商时序清楚自己身后有多少眼睛盯着,不管他乐不乐意坐上这个位置,他也必须迫切的让自己成为足以独当一面的掌权者,而不是只会活在父亲光环下的纨绔子弟。
商父白手起家,公司是他一辈子的心血,也是他能为儿孙留下最珍贵的财富。
父亲保护儿子的心总是既温暖又简单,病得匆忙,临终之前他还没有考虑到当年和他一起打拼的战友能不能接受儿子掌握最终话语权。
一代人辛苦挣来的基业不是随便一个富二代继承得了的。
万难之际,树倒猢狲散,任谁也不会相信在蜜罐里娇生惯养的公子哥有多大能耐,稍微有点眼力见的人都默认站到了董事会一边。
大哥在国外经营海外贸易,国内的巨大压力也不可避免的由他来扛。
不友善的生存环境和恶意的猜测,使商时序一夜之间将那个青涩的二公子从身体里剜去,取而代之的是踌躇满志的商总。
不得不承认,别人的诋毁就是你前进的动力,憋下去的气总有扬眉吐气的时候。
他用了一年的时间将失散的人心拢共,也让蠢蠢欲动的董事会重新考量他们眼中“草包富二代”的实力,尊重是用实力换的。

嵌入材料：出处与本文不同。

//! Configuration module

pub mod cli;
pub mod endpoints;
pub mod settings;

pub use cli::{CliArgs, TransportKind};
pub use endpoints::{BleEndpoints, EndpointMap};
pub use settings::Settings;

那些肤浅又贪婪的对手只看到了商时序接手商氏庞大利益的光鲜亮丽,每一个嫉妒和指指点点中背后都有身为接班人的忐忑紧张。
每一个遥遥无际的明天都是彻夜难眠,既害怕做不好辜负父亲的期望,又害怕做太好被顾憬打压。
顾憬是与他同床异梦的爱人,也是利益至上的既得者。
顾憬代表的顾氏集团是商界冉冉升起的新星,他一手打造的帝国几乎在以火箭的速度迅速扩张。
他最擅长做的事就是吞并。
以别人的财力、资源、人脉,进行产业延伸和更新拓展自己的版图。
如果说顾憬和他成婚是看重他的业务能力和雄厚资本,那么婚后商时序只需要闲职在家,商氏自有身为“伴侣”的顾憬打理。